== EXERCISE MATERIALS ==
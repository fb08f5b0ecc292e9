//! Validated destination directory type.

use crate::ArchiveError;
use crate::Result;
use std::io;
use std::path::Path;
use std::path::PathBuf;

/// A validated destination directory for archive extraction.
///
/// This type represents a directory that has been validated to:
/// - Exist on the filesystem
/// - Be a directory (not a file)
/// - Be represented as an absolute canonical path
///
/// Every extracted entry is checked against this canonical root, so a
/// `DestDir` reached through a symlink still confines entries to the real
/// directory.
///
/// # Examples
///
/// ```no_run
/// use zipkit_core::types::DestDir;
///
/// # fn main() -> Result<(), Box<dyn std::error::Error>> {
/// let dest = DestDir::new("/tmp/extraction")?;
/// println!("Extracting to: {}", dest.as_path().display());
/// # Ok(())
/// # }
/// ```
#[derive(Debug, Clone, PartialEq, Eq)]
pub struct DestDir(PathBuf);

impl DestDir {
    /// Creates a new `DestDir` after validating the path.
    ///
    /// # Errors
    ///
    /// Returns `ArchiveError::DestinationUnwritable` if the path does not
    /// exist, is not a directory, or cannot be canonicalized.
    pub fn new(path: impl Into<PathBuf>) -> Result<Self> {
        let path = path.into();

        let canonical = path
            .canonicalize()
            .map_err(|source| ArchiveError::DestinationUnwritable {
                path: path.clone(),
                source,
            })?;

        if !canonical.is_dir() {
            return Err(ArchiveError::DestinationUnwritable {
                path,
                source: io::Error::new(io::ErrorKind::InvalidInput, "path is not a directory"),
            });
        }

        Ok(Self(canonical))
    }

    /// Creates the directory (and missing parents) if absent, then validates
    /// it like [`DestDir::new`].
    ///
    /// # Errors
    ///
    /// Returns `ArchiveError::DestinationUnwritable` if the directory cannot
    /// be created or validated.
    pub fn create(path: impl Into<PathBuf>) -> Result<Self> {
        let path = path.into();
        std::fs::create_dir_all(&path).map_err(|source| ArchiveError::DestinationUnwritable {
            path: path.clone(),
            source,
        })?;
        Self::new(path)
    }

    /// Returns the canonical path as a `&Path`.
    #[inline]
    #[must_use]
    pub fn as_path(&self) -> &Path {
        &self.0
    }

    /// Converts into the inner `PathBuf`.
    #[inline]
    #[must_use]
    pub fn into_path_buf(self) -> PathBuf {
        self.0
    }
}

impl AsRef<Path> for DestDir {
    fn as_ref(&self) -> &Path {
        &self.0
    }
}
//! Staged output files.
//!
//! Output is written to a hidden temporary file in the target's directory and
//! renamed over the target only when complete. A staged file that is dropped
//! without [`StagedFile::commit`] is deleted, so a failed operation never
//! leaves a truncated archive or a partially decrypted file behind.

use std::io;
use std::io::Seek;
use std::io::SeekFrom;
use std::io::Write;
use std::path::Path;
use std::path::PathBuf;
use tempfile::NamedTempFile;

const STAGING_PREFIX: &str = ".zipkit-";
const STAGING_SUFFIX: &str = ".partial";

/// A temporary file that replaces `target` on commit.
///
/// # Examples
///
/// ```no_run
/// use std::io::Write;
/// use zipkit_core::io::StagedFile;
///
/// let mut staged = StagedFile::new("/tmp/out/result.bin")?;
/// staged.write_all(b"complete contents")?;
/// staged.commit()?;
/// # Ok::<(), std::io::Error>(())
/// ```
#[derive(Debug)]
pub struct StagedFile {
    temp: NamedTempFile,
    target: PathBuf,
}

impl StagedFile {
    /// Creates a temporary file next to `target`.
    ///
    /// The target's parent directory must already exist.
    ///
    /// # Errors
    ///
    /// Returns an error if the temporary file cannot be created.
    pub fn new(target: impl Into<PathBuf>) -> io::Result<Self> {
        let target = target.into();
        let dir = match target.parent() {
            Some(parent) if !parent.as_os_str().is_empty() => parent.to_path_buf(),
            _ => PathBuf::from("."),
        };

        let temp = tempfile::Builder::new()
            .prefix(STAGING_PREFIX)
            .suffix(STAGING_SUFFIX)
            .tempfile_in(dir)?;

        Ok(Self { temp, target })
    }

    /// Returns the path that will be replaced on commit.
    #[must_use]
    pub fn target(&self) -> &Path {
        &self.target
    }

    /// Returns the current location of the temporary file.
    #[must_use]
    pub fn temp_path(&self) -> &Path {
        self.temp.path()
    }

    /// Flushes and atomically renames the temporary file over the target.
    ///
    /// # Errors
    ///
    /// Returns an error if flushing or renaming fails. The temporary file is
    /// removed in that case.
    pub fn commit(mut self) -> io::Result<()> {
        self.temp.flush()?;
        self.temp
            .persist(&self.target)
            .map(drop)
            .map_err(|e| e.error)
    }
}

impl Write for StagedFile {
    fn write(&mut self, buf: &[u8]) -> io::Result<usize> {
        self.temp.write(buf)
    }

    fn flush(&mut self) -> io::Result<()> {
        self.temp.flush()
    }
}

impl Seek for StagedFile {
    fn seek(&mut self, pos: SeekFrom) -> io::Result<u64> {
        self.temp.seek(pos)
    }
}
===
• _YOUR ASSIGNMENT_:
Each line in the data where the string "over" occurs should be identified and copied.

• _RESULT FOR THIS EXERCISE_:
//! renamed over the target only when complete. A staged file that is dropped
    /// Flushes and atomically renames the temporary file over the target.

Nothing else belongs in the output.